A Chat with Robert Kindler ’80
Printer Friendly VersionFor a guy who has been at the top of both Big Law and Wall Street, Robert Kindler has a pretty idiosyncratic background. Start with the fact that he majored in romantic poetry and music in college (he was recruited to Colgate because of his talents on the flute). He briefly dropped out of law school and went to work for his father’s plumbing company because he wasn’t sure a legal career was for him. And he once owned an ice cream shop in Katonah, in New York’s Westchester County, where he could have all the coffee ice cream he wanted. • Since then, each career choice has led Kindler in only one direction: up. He worked at Cravath, Swaine & Moore for 20 years—from 1980 to 2000—ultimately running the firm’s mergers and acquisitions business. Then he jumped the fence and became an investment banker, first at Chase Manhattan for nearly six years—rising to global head of M & A at JPMorgan Chase—and more recently at Morgan Stanley, where he is vice chairman and global head of M & A. Kindler sat down in February with writer Duff McDonald to talk dollars and sense.
What are the differences between law and banking other than the money?
When I was at Cravath, the culture of the firm was that a partner, no matter how senior, needed to read every document—and every word of every document. So as a partner at Cravath, you were still negotiating merger agreements. As a banker, you are not doing that kind of work; it is much more about your interpersonal skills, plotting strategy, and being out meeting with clients. I find that far more interesting. But on the downside, you travel a lot more as a banker. I’m on the road at least three days a week. And I didn’t do that as a lawyer.
So, then…J.D. or M.B.A.?
You can’t go wrong with either degree or even a combined degree. There are a lot of people in the M & A group at Morgan Stanley who have legal degrees. Getting a law degree is great training and doesn’t stop you from getting into banking—it might even help you. The business world is filled with people with law degrees. James Gorman, the CEO of Morgan Stanley, has one. Having said that, M.B.A.
What advice would you give your law school self if you could talk to him right now?
I would tell him that your career is going to take a very unpredictable path, and that you just need to focus on learning from everything you do wherever you happen to be working. And don’t think you can plan out your entire career. A lot of law students think that they can map out their careers, and you can’t.
After a recessionary lull, a lot of deals are getting done in early 2011. What’s your outlook for M & A?
The prognosis for 2011 is quite good. I’ve been fairly pessimistic about M & A the last couple of years, but going into 2011, all the signs indicate that we’re going to have a very good year. Corporations need growth, and they can’t get it organically. So one of the ways they’ll get it is through M & A. The other factor is a strong equity market. When you have a strong equity market, M & A is usually very strong. And maybe a third factor is that the equity markets are not that volatile. When you have wide swings in the equity markets, people stay away from doing deals, but that’s not the case right now.

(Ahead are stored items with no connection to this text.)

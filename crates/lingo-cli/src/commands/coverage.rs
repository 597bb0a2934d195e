//! Coverage command implementation.

use std::collections::HashSet;
use std::fs::read_to_string;
use std::path::{Path, PathBuf};

use clap::Args;
use lingo::parse_source;
use miette::{IntoDiagnostic, Result, miette};
use serde::Serialize;

use crate::output::LingoDiagnostic;
use crate::output::table::{LocaleCoverage, format_coverage_table};

/// Arguments for the coverage command.
#[derive(Debug, Args)]
pub struct CoverageArgs {
    /// Source locale file (e.g. en.lingo).
    #[arg(long)]
    pub source: PathBuf,

    /// Locales to check coverage for (comma-separated).
    #[arg(long, value_delimiter = ',')]
    pub lang: Vec<String>,

    /// Directory containing translation files. Defaults to the source
    /// file's directory.
    #[arg(long)]
    pub translations: Option<PathBuf>,

    /// Exit with non-zero code if any translation is incomplete.
    #[arg(long)]
    pub strict: bool,

    /// Output results as JSON.
    #[arg(long)]
    pub json: bool,
}

/// JSON output format for coverage data.
#[derive(Debug, Serialize)]
struct CoverageJson {
    locale: String,
    translated: usize,
    total: usize,
    missing: Vec<String>,
}

/// Run the coverage command.
pub fn run_coverage(args: CoverageArgs) -> Result<i32> {
    // Parse the source file to get the leaf key set.
    let source_content = read_to_string(&args.source)
        .into_diagnostic()
        .map_err(|e| miette!("Failed to read source file {:?}: {}", args.source, e))?;

    let source_root = match parse_source(&source_content) {
        Ok(root) => root,
        Err(e) => {
            let diagnostic = LingoDiagnostic::from_parse_error(&args.source, &source_content, &e);
            return Err(diagnostic.into());
        }
    };

    // Coverage counts leaf keys; containers are not translations.
    let source_keys: Vec<String> = source_root.leaf_keys();
    let source_count = source_keys.len();

    let extension = args
        .source
        .extension()
        .and_then(|ext| ext.to_str())
        .unwrap_or("lingo")
        .to_string();

    // Determine base directory for translation files.
    let base_dir = args
        .translations
        .clone()
        .or_else(|| args.source.parent().map(Path::to_path_buf))
        .unwrap_or_else(|| PathBuf::from("."));

    // Collect coverage data for each locale.
    let mut coverage_data: Vec<LocaleCoverage> = Vec::new();

    for lang in &args.lang {
        let lang_file = base_dir.join(format!("{}.{}", lang, extension));

        let missing: Vec<String> = if lang_file.exists() {
            let lang_content = read_to_string(&lang_file)
                .into_diagnostic()
                .map_err(|e| miette!("Failed to read translation file {:?}: {}", lang_file, e))?;

            match parse_source(&lang_content) {
                Ok(root) => {
                    let translated: HashSet<String> = root.leaf_keys().into_iter().collect();
                    source_keys
                        .iter()
                        .filter(|key| !translated.contains(*key))
                        .cloned()
                        .collect()
                }
                Err(e) => {
                    let diagnostic =
                        LingoDiagnostic::from_parse_error(&lang_file, &lang_content, &e);
                    return Err(diagnostic.into());
                }
            }
        } else {
            // File doesn't exist - every key is missing.
            source_keys.clone()
        };

        coverage_data.push(LocaleCoverage {
            locale: lang.clone(),
            translated: source_count - missing.len(),
            missing,
        });
    }

    let any_incomplete = coverage_data.iter().any(|c| !c.missing.is_empty());

    // Output results.
    if args.json {
        let json_data: Vec<CoverageJson> = coverage_data
            .iter()
            .map(|c| CoverageJson {
                locale: c.locale.clone(),
                translated: c.translated,
                total: source_count,
                missing: c.missing.clone(),
            })
            .collect();

        let json_output = serde_json::to_string_pretty(&json_data).into_diagnostic()?;
        println!("{}", json_output);
    } else {
        let table = format_coverage_table(source_count, &coverage_data);
        println!("{}", table);

        for lang_coverage in &coverage_data {
            if !lang_coverage.missing.is_empty() {
                println!("\nMissing in {}:", lang_coverage.locale);
                for key in &lang_coverage.missing {
                    println!("  - {}", key);
                }
            }
        }
    }

    if args.strict && any_incomplete {
        Ok(exitcode::DATAERR)
    } else {
        Ok(exitcode::OK)
    }
}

You were at the center of the action in the credit crisis. What was the main thing you learned?
I didn’t fully appreciate how fragile financial systems can be. There were periods of time when you couldn’t get your money out of money market funds! A lot of us thought that while there are ups and downs in the stock market, the overall financial system was sound. But to see how fragile the system was—that it wouldn’t have survived without massive government intervention—was an eye-opener.
What was your favorite deal—as a lawyer or a banker?
The most exciting and unlikely deal was when Comcast took over AT&T’s cable business in a hostile bid. It was a $72 billion hostile bid for a subsidiary of AT&T. Taking over a subsidiary is tough—and complex—but we made the proposal publicly and kind of forced them to do it.
Your brother, Andy, is a successful stand-up comedian who has been on Letterman numerous times. What kinds of parents raise a comic and the global head of M & A at Morgan Stanley?
A plumber with two master’s degrees and a Quaker.